■ **Problem description**:
Only the lines that hold the word "tracing" are wanted from this listing.

------------

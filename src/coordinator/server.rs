//! Coordinator server

use crate::common::{CoordinatorConfig, HttpReplicaChannel, MetricsRegistry, Result, SharedLog};
use crate::coordinator::heartbeat::{HealthTable, HeartbeatMonitor};
use crate::coordinator::http::{create_router, CoordState};
use crate::coordinator::transport::ReplicaTransport;
use crate::coordinator::writer::{AdmissionPolicy, WriteCoordinator};
use std::sync::Arc;
use tokio::net::TcpListener;
use tokio_util::sync::CancellationToken;

pub struct Coordinator {
    config: CoordinatorConfig,
    node_id: String,
}

impl Coordinator {
    pub fn new(config: CoordinatorConfig, node_id: String) -> Self {
        Self { config, node_id }
    }

    /// Bind the configured address and serve until Ctrl-C.
    pub async fn serve(self) -> Result<()> {
        let listener = TcpListener::bind(self.config.bind_addr).await?;
        let shutdown = CancellationToken::new();
        {
            let shutdown = shutdown.clone();
            tokio::spawn(async move {
                match tokio::signal::ctrl_c().await {
                    Ok(()) => {
                        tracing::info!("Shutdown signal received");
                        shutdown.cancel();
                    }
                    Err(e) => tracing::warn!("Couldn't listen for Ctrl-C: {}", e),
                }
            });
        }
        self.run(listener, shutdown).await
    }

    /// Serve on an already bound listener until `shutdown` fires.
    pub async fn run(self, listener: TcpListener, shutdown: CancellationToken) -> Result<()> {
        self.config.validate()?;

        tracing::info!("Starting coordinator: {}", self.node_id);
        tracing::info!("  HTTP API: {}", listener.local_addr()?);
        tracing::info!("  Replicas: {}", self.config.replicas.len());
        for replica in &self.config.replicas {
            tracing::info!("    - {}", replica);
        }
        tracing::info!(
            "  Admission: enforce_quorum={}, suspend_on_replicas_dead={}",
            self.config.enforce_quorum,
            self.config.suspend_on_replicas_dead
        );

        let metrics = Arc::new(MetricsRegistry::new());
        let policy = self.config.retry_policy();
        let channel = Arc::new(HttpReplicaChannel::new(
            policy.ack_timeout,
            self.config.probe_timeout(),
        )?);

        let health = HealthTable::new(&self.config.replicas);
        let monitor = Arc::new(HeartbeatMonitor::new(
            channel.clone(),
            health.clone(),
            self.config.heartbeat_interval(),
            self.config.probe_timeout(),
            metrics.clone(),
        ));
        let heartbeat = monitor.spawn(shutdown.child_token());

        let log = SharedLog::new();
        let transport = Arc::new(ReplicaTransport::new(channel, policy, metrics.clone()));
        let writer = Arc::new(WriteCoordinator::new(
            log.clone(),
            self.config.replicas.clone(),
            health.clone(),
            transport,
            AdmissionPolicy {
                enforce_quorum: self.config.enforce_quorum,
                suspend_on_replicas_dead: self.config.suspend_on_replicas_dead,
            },
            self.config.write_timeout(),
            self.config.grace_period(),
            metrics.clone(),
        ));

        let router = create_router(CoordState {
            writer,
            log,
            health,
            metrics,
        });

        tracing::info!("✓ Coordinator ready");

        let signal = shutdown.clone();
        let result = axum::serve(listener, router)
            .with_graceful_shutdown(async move { signal.cancelled().await })
            .await;

        shutdown.cancel();
        if let Err(e) = heartbeat.await {
            tracing::warn!("Heartbeat task ended abnormally: {}", e);
        }
        tracing::info!("Coordinator stopped");

        result.map_err(Into::into)
    }
}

------------

■ **Answer to the exercise**:
                        tracing::info!("Shutdown signal received");
                    Err(e) => tracing::warn!("Couldn't listen for Ctrl-C: {}", e),
        tracing::info!("Starting coordinator: {}", self.node_id);
        tracing::info!("  HTTP API: {}", listener.local_addr()?);
        tracing::info!("  Replicas: {}", self.config.replicas.len());
            tracing::info!("    - {}", replica);
        tracing::info!(
        tracing::info!("✓ Coordinator ready");
            tracing::warn!("Heartbeat task ended abnormally: {}", e);
        tracing::info!("Coordinator stopped");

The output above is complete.